[SOURCE DATA — start]
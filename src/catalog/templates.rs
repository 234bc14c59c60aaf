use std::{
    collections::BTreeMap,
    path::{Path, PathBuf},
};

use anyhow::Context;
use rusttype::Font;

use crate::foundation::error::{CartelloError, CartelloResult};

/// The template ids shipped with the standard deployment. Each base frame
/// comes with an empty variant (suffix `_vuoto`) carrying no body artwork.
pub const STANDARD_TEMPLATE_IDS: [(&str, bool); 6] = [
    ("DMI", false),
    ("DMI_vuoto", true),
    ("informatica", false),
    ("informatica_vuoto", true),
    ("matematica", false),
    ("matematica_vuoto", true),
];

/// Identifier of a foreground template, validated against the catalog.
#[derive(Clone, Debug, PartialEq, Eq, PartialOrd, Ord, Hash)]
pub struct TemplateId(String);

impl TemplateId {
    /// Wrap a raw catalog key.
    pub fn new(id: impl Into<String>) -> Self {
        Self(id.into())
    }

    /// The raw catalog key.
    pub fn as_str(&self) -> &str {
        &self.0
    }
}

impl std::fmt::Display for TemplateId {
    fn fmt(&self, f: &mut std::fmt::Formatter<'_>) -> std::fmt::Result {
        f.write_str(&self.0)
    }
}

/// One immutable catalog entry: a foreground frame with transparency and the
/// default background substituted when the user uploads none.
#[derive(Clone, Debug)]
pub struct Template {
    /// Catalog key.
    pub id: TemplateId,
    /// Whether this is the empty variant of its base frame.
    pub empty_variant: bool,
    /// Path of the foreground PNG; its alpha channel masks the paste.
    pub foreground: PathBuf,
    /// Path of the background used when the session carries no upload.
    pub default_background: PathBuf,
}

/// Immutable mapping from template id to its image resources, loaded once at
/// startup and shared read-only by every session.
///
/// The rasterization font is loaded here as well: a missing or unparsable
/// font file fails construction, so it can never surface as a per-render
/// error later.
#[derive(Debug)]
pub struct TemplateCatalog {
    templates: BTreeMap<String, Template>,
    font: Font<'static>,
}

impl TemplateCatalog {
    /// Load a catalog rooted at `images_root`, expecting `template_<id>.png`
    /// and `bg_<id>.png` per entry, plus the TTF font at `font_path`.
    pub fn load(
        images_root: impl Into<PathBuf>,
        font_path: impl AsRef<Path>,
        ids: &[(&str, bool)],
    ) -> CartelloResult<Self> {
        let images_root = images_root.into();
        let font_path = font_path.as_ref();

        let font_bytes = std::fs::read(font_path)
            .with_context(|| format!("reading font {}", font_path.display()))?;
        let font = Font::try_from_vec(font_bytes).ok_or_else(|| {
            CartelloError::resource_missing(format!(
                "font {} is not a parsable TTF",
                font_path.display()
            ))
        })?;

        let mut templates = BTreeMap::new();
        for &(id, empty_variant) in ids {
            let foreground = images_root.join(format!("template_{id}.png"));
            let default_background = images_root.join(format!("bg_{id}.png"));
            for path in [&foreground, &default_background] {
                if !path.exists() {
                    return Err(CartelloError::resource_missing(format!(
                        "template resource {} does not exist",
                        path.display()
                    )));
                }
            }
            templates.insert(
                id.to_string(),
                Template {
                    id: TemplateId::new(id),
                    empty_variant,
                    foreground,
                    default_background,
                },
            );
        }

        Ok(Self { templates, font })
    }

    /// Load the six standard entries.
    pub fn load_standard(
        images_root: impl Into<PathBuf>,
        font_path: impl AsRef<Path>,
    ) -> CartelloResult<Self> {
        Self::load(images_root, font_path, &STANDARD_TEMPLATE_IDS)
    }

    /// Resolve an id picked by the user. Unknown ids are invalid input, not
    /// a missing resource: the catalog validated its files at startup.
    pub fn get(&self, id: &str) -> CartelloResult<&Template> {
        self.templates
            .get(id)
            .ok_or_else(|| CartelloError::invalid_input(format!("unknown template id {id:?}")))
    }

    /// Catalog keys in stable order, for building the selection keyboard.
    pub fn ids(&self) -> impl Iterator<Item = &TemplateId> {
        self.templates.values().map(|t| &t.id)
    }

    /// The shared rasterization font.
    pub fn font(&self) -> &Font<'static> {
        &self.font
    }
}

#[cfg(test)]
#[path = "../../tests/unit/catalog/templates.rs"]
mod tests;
[SOURCE DATA — finish]
[SOURCE DATA — start]
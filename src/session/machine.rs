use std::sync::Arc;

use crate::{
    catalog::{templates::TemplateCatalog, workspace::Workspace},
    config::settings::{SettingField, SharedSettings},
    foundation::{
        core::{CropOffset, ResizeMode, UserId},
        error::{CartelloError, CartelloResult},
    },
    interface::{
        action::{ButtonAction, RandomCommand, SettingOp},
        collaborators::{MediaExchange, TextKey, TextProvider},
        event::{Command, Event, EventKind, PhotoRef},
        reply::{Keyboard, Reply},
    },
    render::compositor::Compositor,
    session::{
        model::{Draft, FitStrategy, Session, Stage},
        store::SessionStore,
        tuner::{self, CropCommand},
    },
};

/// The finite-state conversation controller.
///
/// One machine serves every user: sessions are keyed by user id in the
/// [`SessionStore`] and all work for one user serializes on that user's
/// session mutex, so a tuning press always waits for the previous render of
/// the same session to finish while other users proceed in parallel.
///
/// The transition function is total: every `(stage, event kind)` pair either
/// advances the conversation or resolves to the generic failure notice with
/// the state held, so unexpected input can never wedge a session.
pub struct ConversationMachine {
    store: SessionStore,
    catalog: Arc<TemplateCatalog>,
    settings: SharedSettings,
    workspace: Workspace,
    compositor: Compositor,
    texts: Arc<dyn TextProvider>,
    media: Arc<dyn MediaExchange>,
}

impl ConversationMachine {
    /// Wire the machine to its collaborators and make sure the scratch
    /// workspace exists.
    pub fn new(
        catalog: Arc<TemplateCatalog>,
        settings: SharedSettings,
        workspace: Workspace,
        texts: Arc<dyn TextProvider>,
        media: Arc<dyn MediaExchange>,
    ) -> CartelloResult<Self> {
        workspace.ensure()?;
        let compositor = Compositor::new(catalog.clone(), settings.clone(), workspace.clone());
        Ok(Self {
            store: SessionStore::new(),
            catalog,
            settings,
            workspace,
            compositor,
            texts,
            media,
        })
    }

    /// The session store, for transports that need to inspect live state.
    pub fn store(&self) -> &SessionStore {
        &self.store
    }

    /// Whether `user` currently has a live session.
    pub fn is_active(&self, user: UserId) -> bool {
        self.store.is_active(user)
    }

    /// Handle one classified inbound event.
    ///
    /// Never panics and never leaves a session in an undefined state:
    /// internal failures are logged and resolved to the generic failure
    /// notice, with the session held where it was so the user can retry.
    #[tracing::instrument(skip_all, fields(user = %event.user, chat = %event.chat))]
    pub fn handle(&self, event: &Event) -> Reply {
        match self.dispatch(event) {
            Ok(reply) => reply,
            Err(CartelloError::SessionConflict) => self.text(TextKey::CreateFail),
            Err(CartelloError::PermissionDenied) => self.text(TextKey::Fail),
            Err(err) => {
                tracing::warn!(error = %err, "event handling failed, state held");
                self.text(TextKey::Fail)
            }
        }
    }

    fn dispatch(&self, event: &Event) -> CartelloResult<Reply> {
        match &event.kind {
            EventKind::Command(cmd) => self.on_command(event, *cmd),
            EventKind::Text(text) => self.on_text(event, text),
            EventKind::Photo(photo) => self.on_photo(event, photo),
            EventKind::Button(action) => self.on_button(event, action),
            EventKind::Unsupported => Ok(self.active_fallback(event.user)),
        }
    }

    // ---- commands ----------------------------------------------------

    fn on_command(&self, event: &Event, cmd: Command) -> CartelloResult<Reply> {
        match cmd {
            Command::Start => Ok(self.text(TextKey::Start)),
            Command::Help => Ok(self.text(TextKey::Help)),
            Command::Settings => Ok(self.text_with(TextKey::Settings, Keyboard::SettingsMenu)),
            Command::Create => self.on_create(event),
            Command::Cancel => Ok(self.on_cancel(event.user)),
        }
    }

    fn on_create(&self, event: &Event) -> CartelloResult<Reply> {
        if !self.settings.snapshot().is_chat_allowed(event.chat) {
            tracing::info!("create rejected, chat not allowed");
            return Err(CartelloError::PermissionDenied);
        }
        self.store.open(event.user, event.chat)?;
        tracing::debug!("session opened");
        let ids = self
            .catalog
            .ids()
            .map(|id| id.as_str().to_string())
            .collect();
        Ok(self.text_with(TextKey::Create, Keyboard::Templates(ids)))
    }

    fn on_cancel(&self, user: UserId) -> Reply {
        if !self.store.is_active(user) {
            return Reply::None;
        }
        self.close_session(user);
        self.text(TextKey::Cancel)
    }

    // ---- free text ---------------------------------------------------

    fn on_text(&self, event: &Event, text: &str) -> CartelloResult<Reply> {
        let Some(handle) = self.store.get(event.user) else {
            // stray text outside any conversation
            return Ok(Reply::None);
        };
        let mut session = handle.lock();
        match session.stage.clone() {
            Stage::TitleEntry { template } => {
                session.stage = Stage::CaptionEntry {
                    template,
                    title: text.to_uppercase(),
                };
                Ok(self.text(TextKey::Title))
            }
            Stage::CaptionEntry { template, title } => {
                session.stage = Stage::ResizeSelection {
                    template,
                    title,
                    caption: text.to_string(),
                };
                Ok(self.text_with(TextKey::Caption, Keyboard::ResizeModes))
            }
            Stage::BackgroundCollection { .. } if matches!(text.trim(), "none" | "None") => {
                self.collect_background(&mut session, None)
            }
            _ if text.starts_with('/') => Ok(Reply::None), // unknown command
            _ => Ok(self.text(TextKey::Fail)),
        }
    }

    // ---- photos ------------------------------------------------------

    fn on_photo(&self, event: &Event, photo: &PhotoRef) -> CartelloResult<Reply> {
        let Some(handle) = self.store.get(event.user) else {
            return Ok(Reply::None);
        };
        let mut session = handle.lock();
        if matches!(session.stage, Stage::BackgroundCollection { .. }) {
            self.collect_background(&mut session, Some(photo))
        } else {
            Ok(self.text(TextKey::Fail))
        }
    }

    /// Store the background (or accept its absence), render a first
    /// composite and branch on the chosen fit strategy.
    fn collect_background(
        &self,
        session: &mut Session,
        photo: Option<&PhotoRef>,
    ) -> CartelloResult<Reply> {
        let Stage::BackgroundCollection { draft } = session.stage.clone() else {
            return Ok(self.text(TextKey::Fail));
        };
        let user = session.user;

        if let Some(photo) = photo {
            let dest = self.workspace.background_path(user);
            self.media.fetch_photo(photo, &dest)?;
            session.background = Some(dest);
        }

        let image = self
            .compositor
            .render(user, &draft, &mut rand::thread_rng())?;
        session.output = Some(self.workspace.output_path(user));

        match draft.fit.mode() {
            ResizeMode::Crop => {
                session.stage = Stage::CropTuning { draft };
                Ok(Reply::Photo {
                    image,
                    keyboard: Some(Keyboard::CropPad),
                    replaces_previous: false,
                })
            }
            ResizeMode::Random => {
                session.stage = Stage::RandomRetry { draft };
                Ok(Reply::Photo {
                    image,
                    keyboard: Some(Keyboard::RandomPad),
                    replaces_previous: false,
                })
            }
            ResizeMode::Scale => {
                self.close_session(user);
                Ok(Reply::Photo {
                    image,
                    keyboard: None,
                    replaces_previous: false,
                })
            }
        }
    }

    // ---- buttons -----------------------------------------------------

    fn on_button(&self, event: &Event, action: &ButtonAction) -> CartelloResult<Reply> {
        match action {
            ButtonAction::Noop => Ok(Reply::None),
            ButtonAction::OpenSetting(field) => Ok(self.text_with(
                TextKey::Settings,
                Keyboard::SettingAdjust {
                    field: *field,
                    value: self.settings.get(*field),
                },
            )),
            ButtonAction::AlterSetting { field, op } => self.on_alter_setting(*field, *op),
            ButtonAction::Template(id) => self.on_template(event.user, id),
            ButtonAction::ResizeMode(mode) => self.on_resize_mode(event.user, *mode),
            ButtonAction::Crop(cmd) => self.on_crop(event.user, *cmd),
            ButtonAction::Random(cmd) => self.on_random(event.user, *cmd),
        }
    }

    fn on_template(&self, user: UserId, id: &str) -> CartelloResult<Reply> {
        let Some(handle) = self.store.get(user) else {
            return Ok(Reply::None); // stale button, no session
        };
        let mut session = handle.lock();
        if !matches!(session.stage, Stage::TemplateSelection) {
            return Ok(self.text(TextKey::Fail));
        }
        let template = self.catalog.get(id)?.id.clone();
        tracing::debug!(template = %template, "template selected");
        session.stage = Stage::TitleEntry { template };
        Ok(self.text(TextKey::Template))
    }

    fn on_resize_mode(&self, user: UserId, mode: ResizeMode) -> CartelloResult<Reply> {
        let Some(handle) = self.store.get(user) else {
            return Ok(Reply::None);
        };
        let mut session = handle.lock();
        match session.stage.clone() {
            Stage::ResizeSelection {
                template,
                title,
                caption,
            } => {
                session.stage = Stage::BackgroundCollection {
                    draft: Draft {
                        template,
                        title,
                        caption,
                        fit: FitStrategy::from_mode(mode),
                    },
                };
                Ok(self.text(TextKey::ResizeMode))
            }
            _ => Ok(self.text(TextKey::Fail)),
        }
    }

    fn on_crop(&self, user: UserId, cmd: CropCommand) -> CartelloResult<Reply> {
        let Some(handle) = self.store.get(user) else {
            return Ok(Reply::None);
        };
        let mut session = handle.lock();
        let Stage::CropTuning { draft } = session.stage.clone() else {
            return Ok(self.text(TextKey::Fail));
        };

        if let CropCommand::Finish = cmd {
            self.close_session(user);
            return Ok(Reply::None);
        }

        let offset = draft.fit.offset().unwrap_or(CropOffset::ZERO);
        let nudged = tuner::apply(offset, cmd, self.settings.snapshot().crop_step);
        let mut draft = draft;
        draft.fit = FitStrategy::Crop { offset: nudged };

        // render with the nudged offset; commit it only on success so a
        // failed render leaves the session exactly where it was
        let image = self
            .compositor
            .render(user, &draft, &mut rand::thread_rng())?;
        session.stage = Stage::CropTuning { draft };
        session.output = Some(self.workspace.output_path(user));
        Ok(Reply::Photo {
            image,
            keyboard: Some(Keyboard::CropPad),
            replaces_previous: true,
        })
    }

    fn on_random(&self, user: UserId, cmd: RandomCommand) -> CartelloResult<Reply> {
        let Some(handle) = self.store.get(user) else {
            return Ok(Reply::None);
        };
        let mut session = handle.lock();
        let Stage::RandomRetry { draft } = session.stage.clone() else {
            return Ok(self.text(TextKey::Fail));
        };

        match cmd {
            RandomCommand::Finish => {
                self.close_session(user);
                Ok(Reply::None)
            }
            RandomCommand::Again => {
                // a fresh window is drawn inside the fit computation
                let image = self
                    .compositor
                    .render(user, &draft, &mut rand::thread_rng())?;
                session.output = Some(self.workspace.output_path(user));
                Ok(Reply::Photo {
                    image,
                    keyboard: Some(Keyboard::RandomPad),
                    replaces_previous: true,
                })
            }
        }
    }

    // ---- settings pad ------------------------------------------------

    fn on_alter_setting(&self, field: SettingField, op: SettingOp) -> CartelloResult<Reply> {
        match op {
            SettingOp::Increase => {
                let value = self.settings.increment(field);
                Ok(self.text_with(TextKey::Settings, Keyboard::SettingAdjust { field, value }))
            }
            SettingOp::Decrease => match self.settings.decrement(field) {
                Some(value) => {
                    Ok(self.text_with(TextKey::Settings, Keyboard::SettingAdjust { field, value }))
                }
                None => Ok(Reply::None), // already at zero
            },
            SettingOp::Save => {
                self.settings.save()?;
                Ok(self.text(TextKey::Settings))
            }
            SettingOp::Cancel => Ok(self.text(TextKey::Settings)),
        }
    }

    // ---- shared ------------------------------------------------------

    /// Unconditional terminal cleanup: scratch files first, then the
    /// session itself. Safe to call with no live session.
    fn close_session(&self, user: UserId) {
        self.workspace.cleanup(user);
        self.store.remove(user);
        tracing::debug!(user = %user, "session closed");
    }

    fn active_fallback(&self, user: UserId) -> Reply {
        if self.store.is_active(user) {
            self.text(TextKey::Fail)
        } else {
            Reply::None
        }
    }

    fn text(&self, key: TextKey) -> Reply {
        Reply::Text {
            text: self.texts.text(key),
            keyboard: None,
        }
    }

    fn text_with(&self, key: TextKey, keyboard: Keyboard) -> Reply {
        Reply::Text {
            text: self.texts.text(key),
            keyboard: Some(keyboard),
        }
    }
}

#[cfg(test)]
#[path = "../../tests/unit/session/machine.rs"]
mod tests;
[SOURCE DATA — finish]
[SOURCE DATA — start]
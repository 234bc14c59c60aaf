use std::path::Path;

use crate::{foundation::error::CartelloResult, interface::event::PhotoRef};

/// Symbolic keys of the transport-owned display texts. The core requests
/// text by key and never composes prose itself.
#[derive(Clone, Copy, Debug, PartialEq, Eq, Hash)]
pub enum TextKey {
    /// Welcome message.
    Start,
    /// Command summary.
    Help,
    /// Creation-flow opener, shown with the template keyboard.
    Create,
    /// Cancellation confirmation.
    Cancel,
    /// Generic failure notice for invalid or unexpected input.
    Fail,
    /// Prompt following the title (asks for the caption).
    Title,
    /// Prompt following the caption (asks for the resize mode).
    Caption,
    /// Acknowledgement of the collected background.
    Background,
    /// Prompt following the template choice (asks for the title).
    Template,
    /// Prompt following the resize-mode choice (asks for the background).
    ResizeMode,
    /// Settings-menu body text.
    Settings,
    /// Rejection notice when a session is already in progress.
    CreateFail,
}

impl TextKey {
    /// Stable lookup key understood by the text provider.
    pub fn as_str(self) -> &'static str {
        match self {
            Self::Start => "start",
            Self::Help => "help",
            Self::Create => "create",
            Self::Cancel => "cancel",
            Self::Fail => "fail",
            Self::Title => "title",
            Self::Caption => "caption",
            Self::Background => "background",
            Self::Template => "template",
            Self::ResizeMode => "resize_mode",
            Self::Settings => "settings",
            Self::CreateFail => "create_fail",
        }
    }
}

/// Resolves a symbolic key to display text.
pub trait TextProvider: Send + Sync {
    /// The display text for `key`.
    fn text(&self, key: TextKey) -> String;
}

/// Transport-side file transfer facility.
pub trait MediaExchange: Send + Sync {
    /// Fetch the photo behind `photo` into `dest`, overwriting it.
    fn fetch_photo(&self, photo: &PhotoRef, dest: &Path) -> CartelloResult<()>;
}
[SOURCE DATA — finish]
▸ WORK INSTRUCTION
Across the records above, how many lines contain the word "already"? Give the number by itself.

▸ SOLUTION TO THE EXERCISE
2